The three cases were selected on the basis of maximum variation on the key independent variable (administrative law model and pre-litigation architecture) while sharing the dependent variable of interest (formal constitutional or statutory recognition of water access rights):
| Dimension | Brazil | Netherlands | Canada |
|---|---|---|---|
| Admin law tradition | Civil law, fragmented | Civil law, comprehensive Awb | Common law, no general code |
| Water rights basis | Constitutional (Art. 6, 225) | Statutory (Drinkwaterbesluit) | Statutory (provincial + Safe Drinking Water Act) |
| Universal service obligation | Partial (urban utilities) | Full (KWR/Vewin) | None (federal) |
| Pre-litigation routes | Weak (PROCON, ANS) | Strong (bezwaar, Geschillencommissie, Ombudsman) | Variable by province |
| Urbanisation / informality | High (15–20% informal) | Very low | Low (urban) |
| Dataset coverage | Partial (8 of 27 courts) | Near-complete (all 11 districts) | Multi-provincial via CanLII |
Brazil (8 courts): Custom scrapers for ESAJ POST (TJAC, TJRR, TJSC, TJSP), Elasticsearch REST (TJDFT), ASP.NET WebForms (TJRJ), Rails GET (TJPI), PHP+Solr GET (TJTO). 19 of 27 courts blocked by CAPTCHA, authentication, or defunct APIs.

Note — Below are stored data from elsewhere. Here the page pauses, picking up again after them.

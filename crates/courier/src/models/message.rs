use chrono::Utc;
use serde::{Deserialize, Serialize};

use super::role::Role;
use super::tool::ToolCall;
use crate::errors::AgentResult;

#[derive(Debug, Clone, PartialEq, Serialize, Deserialize)]
pub struct TextContent {
    pub text: String,
}

#[derive(Debug, Clone, PartialEq, Serialize, Deserialize)]
pub struct ToolRequest {
    pub id: String,
    pub tool_call: AgentResult<ToolCall>,
}

#[derive(Debug, Clone, PartialEq, Serialize, Deserialize)]
pub struct ToolResponse {
    pub id: String,
    pub name: Option<String>,
    pub tool_result: AgentResult<String>,
}

#[derive(Debug, Clone, PartialEq, Serialize, Deserialize)]
/// Content passed inside a message, which can be both plain text and tool traffic
pub enum MessageContent {
    Text(TextContent),
    ToolRequest(ToolRequest),
    ToolResponse(ToolResponse),
}

impl MessageContent {
    pub fn text<S: Into<String>>(text: S) -> Self {
        MessageContent::Text(TextContent { text: text.into() })
    }

    pub fn tool_request<S: Into<String>>(id: S, tool_call: AgentResult<ToolCall>) -> Self {
        MessageContent::ToolRequest(ToolRequest {
            id: id.into(),
            tool_call,
        })
    }

    pub fn tool_response<S: Into<String>>(
        id: S,
        name: Option<String>,
        tool_result: AgentResult<String>,
    ) -> Self {
        MessageContent::ToolResponse(ToolResponse {
            id: id.into(),
            name,
            tool_result,
        })
    }

    pub fn as_tool_request(&self) -> Option<&ToolRequest> {
        if let MessageContent::ToolRequest(ref tool_request) = self {
            Some(tool_request)
        } else {
            None
        }
    }

    pub fn as_tool_response(&self) -> Option<&ToolResponse> {
        if let MessageContent::ToolResponse(ref tool_response) = self {
            Some(tool_response)
        } else {
            None
        }
    }

    /// Get the text content if this is a Text variant
    pub fn as_text(&self) -> Option<&str> {
        match self {
            MessageContent::Text(text) => Some(&text.text),
            _ => None,
        }
    }
}

#[derive(Debug, Clone, PartialEq, Serialize, Deserialize)]
/// A message to or from an upstream model or agent runtime
pub struct Message {
    pub role: Role,
    pub created: i64,
    pub content: Vec<MessageContent>,
}

impl Message {
    fn new(role: Role) -> Self {
        Message {
            role,
            created: Utc::now().timestamp(),
            content: Vec::new(),
        }
    }

    /// Create a new user message with the current timestamp
    pub fn user() -> Self {
        Message::new(Role::User)
    }

    /// Create a new assistant message with the current timestamp
    pub fn assistant() -> Self {
        Message::new(Role::Assistant)
    }

    /// Create a new system message with the current timestamp
    pub fn system() -> Self {
        Message::new(Role::System)
    }

    /// Create a new tool message with the current timestamp
    pub fn tool() -> Self {
        Message::new(Role::Tool)
    }

    /// Add any MessageContent to the message
    pub fn with_content(mut self, content: MessageContent) -> Self {
        self.content.push(content);
        self
    }

    /// Add text content to the message
    pub fn with_text<S: Into<String>>(self, text: S) -> Self {
        self.with_content(MessageContent::text(text))
    }

    /// Add a tool request to the message
    pub fn with_tool_request<S: Into<String>>(
        self,
        id: S,
        tool_call: AgentResult<ToolCall>,
    ) -> Self {
        self.with_content(MessageContent::tool_request(id, tool_call))
    }

    /// Add a tool response to the message
    pub fn with_tool_response<S: Into<String>>(
        self,
        id: S,
        name: Option<String>,
        result: AgentResult<String>,
    ) -> Self {
        self.with_content(MessageContent::tool_response(id, name, result))
    }

    /// Concatenated text of all plain-text content in the message
    pub fn text(&self) -> String {
        self.content
            .iter()
            .filter_map(|content| content.as_text())
            .collect()
    }
}
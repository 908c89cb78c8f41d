use serde::{Deserialize, Serialize};
use serde_json::Value;
use std::fmt::Debug;

/// A tool that can be used by a model.
#[derive(Debug, Clone, Serialize, Deserialize, PartialEq)]
pub struct Tool {
    /// The name of the tool
    pub name: String,
    /// A description of what the tool does
    pub description: String,
    /// JSON schema of the arguments the tool accepts
    pub parameters: Value,
}

impl Tool {
    /// Create a new tool with the given name and description
    pub fn new<N, D>(name: N, description: D, parameters: Value) -> Self
    where
        N: Into<String>,
        D: Into<String>,
    {
        Tool {
            name: name.into(),
            description: description.into(),
            parameters,
        }
    }
}

/// A tool call request that a toolkit can execute
#[derive(Debug, Clone, Serialize, Deserialize, PartialEq)]
pub struct ToolCall {
    /// The name of the tool to execute
    pub name: String,
    /// The arguments for the execution
    pub arguments: Value,
}

impl ToolCall {
    /// Create a new ToolCall with the given name and arguments
    pub fn new<S: Into<String>>(name: S, arguments: Value) -> Self {
        Self {
            name: name.into(),
            arguments,
        }
    }
}
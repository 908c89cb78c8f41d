use serde::{Deserialize, Serialize};

/// The sender of a message
#[derive(Debug, Clone, Copy, PartialEq, Eq, Serialize, Deserialize)]
#[serde(rename_all = "lowercase")]
pub enum Role {
    System,
    User,
    Assistant,
    Tool,
}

Netherlands: Rechtspraak.nl Open Data XML API covering all 11 Rechtbanken + Raad van State + CBb + GHARL.
Canada: CanLII REST API (keyword search + 113 extra databases) supplemented by Legal Data Hunter semantic search across the full CanLII corpus (94,502+ documents).
AI assistance: Claude (Anthropic) assisted with scraper development, data pipeline, coding engine design, and report generation. All research design and interpretation: Claudio Klaus Junior.
21 governance categories in Portuguese, English, Dutch, and French (expanded from 12 in v1.0). Applied via jurimetric_coding.py (GitHub) to decision summaries and titles.
New in v2.0: flood_protection, environmental_protection, spatial_planning_water, waterboard_governance, pipe_leak_damage, water_theft_fraud, water_infrastructure_contract, fisheries_water — plus NL immigration pre-filter (not_water_related). Result: other_water reduced 75,442 → 57,695 (−23.5%).
7 variables per decision: hr_language · sust_language · governance_cat · win_loss · mp_involvement · indigenous_water · public_interest
Dataset citation:
Klaus, C (2026) Global Water Law Judicial Decisions Dataset (v1.0) Zenodo <https://doi.org/10.5281/zenodo.19836413> accessed 3 May 2026.
Also archived at:
Harvard Dataverse: doi:10.7910/DVN/C9PEFS ·
DANS SSH: doi:10.17026/SS/RVDBUF ·
OSF: osf.io/admrq
Scholarly inspiration: This research is inspired by the work of Professor LaDawn Haglund (water governance, judicialization of water and sanitation rights in São Paulo, Brazil). See: Haglund (2014) Water Policy; Haglund (2019) in Economic and Social Rights in a Neoliberal World (Cambridge); Haglund (2019) Sustainability 11(19).